While narrowing a separately-posted v3 patch ("mm/hugetlb: restore
subpool used_hpages on alloc_hugetlb_folio() cgroup-charge failure",
hereafter "the v3 patch"), I traced a broader accounting issue on
subpools that have both max_hpages and min_hpages set.  The v3 patch
intentionally avoids that quadrant.

Problem
-------

For min_hpages subpools, HugeTLB reservation state is split across:

- subpool->used_hpages / subpool->rsv_hpages, under spool->lock
- h->resv_huge_pages, under hugetlb_lock

Some callers first do a speculative hugepage_subpool_get_pages() and
only later know whether the operation will commit.  If the operation
fails, they undo only the speculative used_hpages bump.

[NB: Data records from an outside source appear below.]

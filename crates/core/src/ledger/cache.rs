//! Counter cache boundary.
//!
//! Counters are decimal values addressed by `(bucket, principal)`. Day
//! counters use [`super::day::day_bucket`]; holds use [`FROZEN_BUCKET`].
//! All mutation goes through `increment` and `compare_and_swap`, which
//! implementations must perform atomically.

use std::time::Duration;

use rust_decimal::Decimal;
use tally_shared::Principal;
use thiserror::Error;

/// Bucket holding a principal's frozen amount.
pub const FROZEN_BUCKET: &str = "frozen";

/// Counter cache errors.
#[derive(Debug, Clone, PartialEq, Eq, Error)]
pub enum CacheError {
    /// The cache could not be reached.
    #[error("cache unavailable: {0}")]
    Unavailable(String),

    /// A cached value could not be decoded.
    #[error("corrupt counter: {0}")]
    Corrupt(String),
}

impl CacheError {
    /// Create an unavailable error.
    #[must_use]
    pub fn unavailable(msg: impl Into<String>) -> Self {
        Self::Unavailable(msg.into())
    }

    /// Create a corrupt counter error.
    #[must_use]
    pub fn corrupt(msg: impl Into<String>) -> Self {
        Self::Corrupt(msg.into())
    }

    /// Returns true if the operation may succeed when retried.
    #[must_use]
    pub fn is_retryable(&self) -> bool {
        matches!(self, Self::Unavailable(_))
    }
}

/// Key/value counter store with atomic primitives.
pub trait CounterCache: Send + Sync {
    /// Current value, `None` when absent or expired.
    fn get(
        &self,
        bucket: &str,
        principal: &Principal,
    ) -> impl std::future::Future<Output = Result<Option<Decimal>, CacheError>> + Send;

    /// Stores `value`. Without `overwrite` an existing value is kept and
    /// `false` is returned.
    fn set(
        &self,
        bucket: &str,
        principal: &Principal,
        value: Decimal,
        overwrite: bool,
        expiry: Option<Duration>,
    ) -> impl std::future::Future<Output = Result<bool, CacheError>> + Send;

    /// Removes the value, if any.
    fn delete(
        &self,
        bucket: &str,
        principal: &Principal,
    ) -> impl std::future::Future<Output = Result<(), CacheError>> + Send;

    /// Atomically adds `delta` and returns the new value. An absent counter
    /// starts at zero and receives `expiry`.
    fn increment(
        &self,
        bucket: &str,
        principal: &Principal,
        delta: Decimal,
        expiry: Option<Duration>,
    ) -> impl std::future::Future<Output = Result<Decimal, CacheError>> + Send;

    /// Atomically replaces `expected` with `new`, where `None` means absent.
    /// Returns `false` without writing if the current value differs.
    fn compare_and_swap(
        &self,
        bucket: &str,
        principal: &Principal,
        expected: Option<Decimal>,
        new: Option<Decimal>,
    ) -> impl std::future::Future<Output = Result<bool, CacheError>> + Send;
}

That is fine in isolation, but it composes badly with a racing
hugepage_subpool_put_pages() on the same min_hpages subpool.

One concrete sequence is:

1. Subpool state starts at:
      max_hpages = 2, min_hpages = 1
      used_hpages = 1, rsv_hpages = 0
      h->resv_huge_pages still carries the subpool's min_hpages backing

2. A speculative caller does hugepage_subpool_get_pages(spool, 1) on the
   above-min path:
      used_hpages: 1 -> 2
      rsv_hpages: 0
      no change to h->resv_huge_pages

3. Before that speculative slot is unwound or committed, a racing
   hugepage_subpool_put_pages(spool, 1) from unreserve/free sees
   used_hpages == 2, drops it to 1, and does not restore rsv_hpages
   because used_hpages is not below min_hpages.

4. The caller of hugepage_subpool_put_pages() then drops one global
   reservation via hugetlb_acct_memory(h, -1).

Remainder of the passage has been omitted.